In the next decade, the Marine Corps will no longer operate tanks or have law enforcement battalions. It will also have three fewer infantry units and will shed about 7% of its overall force as the service prepares for a potential face-off with China.

The Marine Corps is cutting all military occupational specialties associated with tank battalions, law enforcement units and bridging companies, the service announced Monday. It's also reducing its number of infantry battalions from 24 to 21 and cutting tilt-rotor, attack and heavy-lift aviation squadrons. The changes are the result of a sweeping months-long review and war-gaming experiments that laid out the force the service will need by 2030. Commandant Gen. David Berger directed the review, which he has called his No. 1 priority as the service's top general.

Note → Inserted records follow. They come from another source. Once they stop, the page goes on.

use crate::{AddonParameters, DomainEvent, Result};
use async_trait::async_trait;
use serde::{Deserialize, Serialize};

#[derive(Debug, Clone, Copy, PartialEq, Eq, Serialize, Deserialize)]
#[serde(rename_all = "lowercase")]
pub enum ParameterType {
    Url,
    Text,
    Textfield,
}

#[derive(Debug, Clone, PartialEq, Eq, Serialize, Deserialize)]
#[serde(rename_all = "camelCase")]
pub struct ParameterDefinition {
    pub name: String,
    pub display_name: String,
    #[serde(default, skip_serializing_if = "Option::is_none")]
    pub description: Option<String>,
    #[serde(rename = "type")]
    pub parameter_type: ParameterType,
    pub required: bool,
}

impl ParameterDefinition {
    pub fn required(
        name: impl Into<String>,
        display_name: impl Into<String>,
        parameter_type: ParameterType,
    ) -> Self {
        Self {
            name: name.into(),
            display_name: display_name.into(),
            description: None,
            parameter_type,
            required: true,
        }
    }

    pub fn optional(
        name: impl Into<String>,
        display_name: impl Into<String>,
        parameter_type: ParameterType,
    ) -> Self {
        Self {
            required: false,
            ..Self::required(name, display_name, parameter_type)
        }
    }

    pub fn with_description(mut self, description: impl Into<String>) -> Self {
        self.description = Some(description.into());
        self
    }
}

#[derive(Debug, Clone, PartialEq, Eq, Serialize, Deserialize)]
pub struct TagTypeDefinition {
    pub name: String,
    pub description: String,
    pub icon: String,
}

/// Static description of an integration type. Immutable once registered.
#[derive(Debug, Clone, PartialEq, Eq, Serialize, Deserialize)]
#[serde(rename_all = "camelCase")]
pub struct ProviderDefinition {
    pub name: String,
    pub display_name: String,
    pub description: String,
    pub parameters: Vec<ParameterDefinition>,
    pub events: Vec<String>,
    #[serde(default, skip_serializing_if = "Vec::is_empty")]
    pub tag_types: Vec<TagTypeDefinition>,
}

impl ProviderDefinition {
    pub fn declares_event(&self, event_type: &str) -> bool {
        self.events.iter().any(|e| e == event_type)
    }

    pub fn required_parameters(&self) -> impl Iterator<Item = &ParameterDefinition> {
        self.parameters.iter().filter(|p| p.required)
    }

    pub fn parameter(&self, name: &str) -> Option<&ParameterDefinition> {
        self.parameters.iter().find(|p| p.name == name)
    }
}

/// What a handler did with an event it was given.
#[derive(Debug, Clone, PartialEq, Eq, Serialize, Deserialize)]
#[serde(tag = "kind", rename_all = "snake_case")]
pub enum Delivery {
    /// `requests` external calls were made and all succeeded.
    Sent { requests: usize },
    /// The handler chose not to act, e.g. no routing tag on the event.
    Skipped { reason: String },
}

impl Delivery {
    pub fn sent(requests: usize) -> Self {
        Delivery::Sent { requests }
    }

    pub fn skipped(reason: impl Into<String>) -> Self {
        Delivery::Skipped {
            reason: reason.into(),
        }
    }
}

/// Delivery logic of one provider.
///
/// `parameters` were validated against `definition()` when the addon was
/// stored. Implementations must be reentrant: the same provider is invoked
/// concurrently for different addons and events. A handler that decides an
/// event is not for it returns `Delivery::Skipped` rather than an error.
///
/// Under a `RetryPolicy` with retries, any `Err` causes `handle_event` to run again
/// from the start with the same event, so side effects of a partially
/// successful attempt happen twice.
#[async_trait]
pub trait AddonProvider: Send + Sync {
    fn definition(&self) -> &ProviderDefinition;

    async fn handle_event(
        &self,
        event_type: &str,
        event: &DomainEvent,
        parameters: &AddonParameters,
    ) -> Result<Delivery>;

    fn name(&self) -> &str {
        &self.definition().name
    }
}
pub mod service;

use crate::features::http_delivery::HttpDeliveryRepository;
use crate::{lifecycle_events, required_parameter};
use async_trait::async_trait;
use flagrelay_core::{
    AddonParameters, AddonProvider, Delivery, DomainEvent, ParameterDefinition, ParameterType,
    ProviderDefinition, Result,
};
use service::{BodyRenderer, HandlebarsRenderer, WebhookService};
use std::sync::Arc;
use tracing::info;

pub const PROVIDER_NAME: &str = "webhook";

pub fn definition() -> ProviderDefinition {
    ProviderDefinition {
        name: PROVIDER_NAME.to_string(),
        display_name: "Webhook".to_string(),
        description: "Webhooks are a simple way to post messages to third party services \
            using a plain HTTP POST with a payload you may define yourself."
            .to_string(),
        parameters: vec![
            ParameterDefinition::required("url", "Webhook URL", ParameterType::Url),
            ParameterDefinition::optional("bodyTemplate", "Body template", ParameterType::Textfield)
                .with_description(
                    "You may format the body using a mustache/handlebars template. \
                     If you don't specify anything, the event is posted as JSON.",
                ),
        ],
        events: lifecycle_events(),
        tag_types: vec![],
    }
}

/// Generic HTTP POST of every matching event.
pub struct WebhookProvider {
    definition: ProviderDefinition,
    service: WebhookService,
}

impl WebhookProvider {
    pub fn new(repo: Arc<dyn HttpDeliveryRepository>) -> Self {
        Self::with_renderer(repo, Arc::new(HandlebarsRenderer::new()))
    }

    pub fn with_renderer(
        repo: Arc<dyn HttpDeliveryRepository>,
        renderer: Arc<dyn BodyRenderer>,
    ) -> Self {
        Self {
            definition: definition(),
            service: WebhookService::new(repo, renderer),
        }
    }
}

#[async_trait]
impl AddonProvider for WebhookProvider {
    fn definition(&self) -> &ProviderDefinition {
        &self.definition
    }

    async fn handle_event(
        &self,
        event_type: &str,
        event: &DomainEvent,
        parameters: &AddonParameters,
    ) -> Result<Delivery> {
        let url = required_parameter(parameters, "url")?;
        let body_template = parameters.get("bodyTemplate").map(String::as_str);

        let request =
            self.service
                .build_request(url, body_template, event_type, event, parameters)?;
        self.service.deliver(request).await?;

        info!(provider = PROVIDER_NAME, event_id = event.id, %event_type, "Webhook triggered");
        Ok(Delivery::sent(1))
    }
}
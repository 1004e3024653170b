use crate::features::tag_types::repo::TagTypeRepository;
use crate::shared::error::DispatcherResult;
use crate::shared::types::TagTypeDefinition;
use flagrelay_core::ProviderRegistry;
use std::sync::Arc;
use tracing::{debug, info};

pub struct TagTypeService {
    repo: Arc<dyn TagTypeRepository>,
}

impl TagTypeService {
    pub fn new(repo: Arc<dyn TagTypeRepository>) -> Self {
        Self { repo }
    }

    /// Register the tag types every installed provider declares. Existing
    /// tag types win. Returns the number newly registered.
    pub async fn register_provider_tag_types(
        &self,
        registry: &ProviderRegistry,
    ) -> DispatcherResult<usize> {
        let mut registered = 0;
        for definition in registry.list() {
            for tag_type in &definition.tag_types {
                if self.repo.insert_if_absent(tag_type.clone()).await? {
                    info!(tag_type = %tag_type.name, provider = %definition.name, "Registered tag type");
                    registered += 1;
                } else {
                    debug!(tag_type = %tag_type.name, provider = %definition.name, "Tag type already exists");
                }
            }
        }
        Ok(registered)
    }

    pub async fn list_tag_types(&self) -> DispatcherResult<Vec<TagTypeDefinition>> {
        self.repo.list().await
    }
}

#[cfg(test)]
mod tests {
    use super::*;
    use crate::features::tag_types::repo::InMemoryTagTypeRepository;
    use crate::testing::{registry_with, RecordingProvider};

    #[tokio::test]
    async fn test_register_provider_tag_types() {
        let service = TagTypeService::new(Arc::new(InMemoryTagTypeRepository::new()));
        let registry = registry_with(vec![
            RecordingProvider::new("plain"),
            RecordingProvider::new("chat").with_tag_type("slack"),
            RecordingProvider::new("tracker").with_tag_type("jira"),
        ]);

        assert_eq!(service.register_provider_tag_types(&registry).await.unwrap(), 2);

        let names: Vec<_> = service
            .list_tag_types()
            .await
            .unwrap()
            .into_iter()
            .map(|t| t.name)
            .collect();
        assert_eq!(names, vec!["jira", "slack"]);
    }

    #[tokio::test]
    async fn test_shared_tag_type_is_registered_once() {
        let repo = Arc::new(InMemoryTagTypeRepository::new());
        let service = TagTypeService::new(repo.clone());
        let registry = registry_with(vec![
            RecordingProvider::new("chat-a").with_tag_type("slack"),
            RecordingProvider::new("chat-b").with_tag_type("slack"),
        ]);

        assert_eq!(service.register_provider_tag_types(&registry).await.unwrap(), 1);
        assert_eq!(service.register_provider_tag_types(&registry).await.unwrap(), 0);
        assert_eq!(service.list_tag_types().await.unwrap().len(), 1);
    }
}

"Developing a force that incorporates emerging technologies and a significant change to force structure within our current resource constraints will require the Marine Corps to become smaller and remove legacy capabilities," a news release announcing the changes states. By 2030, the Marine Corps will drop down to an end strength of 170,000 personnel. That's about 16,000 fewer leathernecks than it has today. Cost savings associated with trimming the ranks will pay for a 300% increase in rocket artillery capabilities, anti-ship missiles, unmanned systems and other high-tech equipment leaders say Marines will need to take on threats such as China or Russia.

"The Marine Corps is redesigning the 2030 force for naval expeditionary warfare in actively contested spaces," the announcement states.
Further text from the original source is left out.